### RECORD SET
-.-.-
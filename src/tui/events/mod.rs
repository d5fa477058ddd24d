//! Event handling for the TUI.
//!
//! - Key polling with a tick for the prompt cursor
//! - Dispatch of keys to the overlay, the prompt, or the current screen

use super::app::App;
use super::export::ExportFormat;
use crate::wizard::Screen;
use crossterm::event::{self, Event as CrosstermEvent, KeyCode, KeyEvent, KeyEventKind, KeyModifiers};
use std::time::Duration;

/// Application event
#[derive(Debug)]
pub enum Event {
    /// Key press event
    Key(KeyEvent),
    /// Terminal tick (for animations)
    Tick,
    /// Resize event
    Resize(u16, u16),
}

/// Event handler
pub struct EventHandler {
    /// Tick rate in milliseconds
    tick_rate: Duration,
}

impl EventHandler {
    /// Create a new event handler
    pub const fn new(tick_rate: u64) -> Self {
        Self {
            tick_rate: Duration::from_millis(tick_rate),
        }
    }

    /// Poll for the next event
    pub fn next(&self) -> Result<Event, std::io::Error> {
        if event::poll(self.tick_rate)? {
            match event::read()? {
                CrosstermEvent::Key(key) if key.kind != KeyEventKind::Release => Ok(Event::Key(key)),
                CrosstermEvent::Resize(width, height) => Ok(Event::Resize(width, height)),
                _ => Ok(Event::Tick),
            }
        } else {
            Ok(Event::Tick)
        }
    }
}

impl Default for EventHandler {
    fn default() -> Self {
        Self::new(250)
    }
}

/// Handle key events and update app state
pub fn handle_key_event(app: &mut App, key: KeyEvent) {
    app.clear_status_message();

    if key.modifiers.contains(KeyModifiers::CONTROL) && key.code == KeyCode::Char('c') {
        app.quit();
        return;
    }

    // Help closes on any key
    if app.overlays.show_help {
        app.overlays.show_help = false;
        return;
    }

    if app.overlays.show_export {
        match key.code {
            KeyCode::Char('j') => app.export(ExportFormat::Json),
            KeyCode::Char('m') => app.export(ExportFormat::Markdown),
            KeyCode::Esc | KeyCode::Char('q') => app.overlays.show_export = false,
            _ => {}
        }
        return;
    }

    if app.screen() == Screen::Home && app.input.active {
        handle_prompt_key(app, key);
        return;
    }

    match key.code {
        KeyCode::Char('q') => app.quit(),
        KeyCode::Char('?') | KeyCode::F(1) => app.toggle_help(),
        KeyCode::Char('T') => app.toggle_theme(),
        KeyCode::Char('R') => app.reset(),
        _ => match app.screen() {
            Screen::Home => handle_home_key(app, key),
            Screen::Layer => handle_layer_key(app, key),
            Screen::Final => handle_final_key(app, key),
        },
    }
}

/// Keys while the file prompt has focus: everything printable is text.
fn handle_prompt_key(app: &mut App, key: KeyEvent) {
    match key.code {
        KeyCode::Enter => app.submit_file_input(),
        KeyCode::Esc => app.input.active = false,
        KeyCode::Backspace => app.input.pop(),
        KeyCode::Char(c) => app.input.push(c),
        _ => {}
    }
}

fn handle_home_key(app: &mut App, key: KeyEvent) {
    match key.code {
        KeyCode::Char('i' | '/') => app.input.active = true,
        KeyCode::Enter | KeyCode::Char('s') => app.start_analysis(),
        _ => {}
    }
}

fn handle_layer_key(app: &mut App, key: KeyEvent) {
    match key.code {
        KeyCode::Enter | KeyCode::Char('n') | KeyCode::Right => app.advance(),
        KeyCode::Esc | KeyCode::Char('c') => app.cancel(),
        _ => {}
    }
}

fn handle_final_key(app: &mut App, key: KeyEvent) {
    match key.code {
        KeyCode::Char('r') | KeyCode::Enter => app.restart(),
        KeyCode::Char('e') => app.open_export(),
        _ => {}
    }
}

#[cfg(test)]
mod tests {
    use super::*;
    use crate::model::Catalog;
    use crate::wizard::Navigator;

    fn press(app: &mut App, code: KeyCode) {
        handle_key_event(app, KeyEvent::new(code, KeyModifiers::NONE));
    }

    fn type_str(app: &mut App, text: &str) {
        for c in text.chars() {
            press(app, KeyCode::Char(c));
        }
    }

    fn app() -> App {
        App::new(Navigator::new(Catalog::builtin()))
    }

    #[test]
    fn test_prompt_captures_shortcut_letters() {
        let mut app = app();
        type_str(&mut app, "q?R.pdf");
        assert!(!app.should_quit());
        assert_eq!(app.input.buffer, "q?R.pdf");
        press(&mut app, KeyCode::Backspace);
        assert_eq!(app.input.buffer, "q?R.pd");
    }

    #[test]
    fn test_full_walkthrough_by_keys() {
        let mut app = app();
        type_str(&mut app, "patient.json");
        press(&mut app, KeyCode::Enter);
        assert!(app.navigator().uploaded_file().is_some());

        press(&mut app, KeyCode::Enter);
        assert_eq!(app.screen(), Screen::Layer);
        assert_eq!(app.navigator().current_layer_index(), 0);

        for expected in 1..4 {
            press(&mut app, KeyCode::Char('n'));
            assert_eq!(app.navigator().current_layer_index(), expected);
        }
        press(&mut app, KeyCode::Enter);
        assert_eq!(app.screen(), Screen::Final);

        press(&mut app, KeyCode::Char('r'));
        assert_eq!(app.screen(), Screen::Home);
        assert!(app.input.active);
    }

    #[test]
    fn test_start_without_file_stays_home() {
        let mut app = app();
        press(&mut app, KeyCode::Esc);
        press(&mut app, KeyCode::Char('s'));
        assert_eq!(app.screen(), Screen::Home);
        assert!(app.status_message().is_some());
    }

    #[test]
    fn test_cancel_from_layer() {
        let mut app = app().with_file("a.pdf");
        press(&mut app, KeyCode::Enter);
        press(&mut app, KeyCode::Char('n'));
        press(&mut app, KeyCode::Esc);
        assert_eq!(app.screen(), Screen::Home);
        assert!(app.navigator().state().is_initial());
    }

    #[test]
    fn test_help_overlay_swallows_next_key() {
        let mut app = app().with_file("a.pdf");
        press(&mut app, KeyCode::Char('?'));
        assert!(app.overlays.show_help);
        press(&mut app, KeyCode::Char('q'));
        assert!(!app.overlays.show_help);
        assert!(!app.should_quit());
    }

    #[test]
    fn test_ctrl_c_quits_while_typing() {
        let mut app = app();
        handle_key_event(
            &mut app,
            KeyEvent::new(KeyCode::Char('c'), KeyModifiers::CONTROL),
        );
        assert!(app.should_quit());
    }

    #[test]
    fn test_reset_from_layer() {
        let mut app = app().with_file("a.pdf");
        press(&mut app, KeyCode::Enter);
        press(&mut app, KeyCode::Char('R'));
        assert!(app.navigator().state().is_initial());
        assert_eq!(app.status_message(), Some("Session reset"));
    }

    #[test]
    fn test_export_dialog_keys() {
        let tmp = tempfile::TempDir::new().unwrap();
        let mut app = app()
            .with_file("a.pdf")
            .with_export_dir(Some(tmp.path().to_path_buf()));
        press(&mut app, KeyCode::Enter);
        for _ in 0..4 {
            press(&mut app, KeyCode::Enter);
        }
        assert_eq!(app.screen(), Screen::Final);

        press(&mut app, KeyCode::Char('e'));
        assert!(app.overlays.show_export);
        press(&mut app, KeyCode::Char('m'));
        assert!(!app.overlays.show_export);
        assert!(app.status_message().unwrap_or("").starts_with("Exported to"));

        let files: Vec<_> = std::fs::read_dir(tmp.path()).unwrap().collect();
        assert_eq!(files.len(), 1);
    }
}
-.-.-
### ACTION ITEM
Where does the word "KeyModifiers" appear in the listing? List each line that holds it.

### TASK SOLUTION
use crossterm::event::{self, Event as CrosstermEvent, KeyCode, KeyEvent, KeyEventKind, KeyModifiers};
    if key.modifiers.contains(KeyModifiers::CONTROL) && key.code == KeyCode::Char('c') {
        handle_key_event(app, KeyEvent::new(code, KeyModifiers::NONE));
            KeyEvent::new(KeyCode::Char('c'), KeyModifiers::CONTROL),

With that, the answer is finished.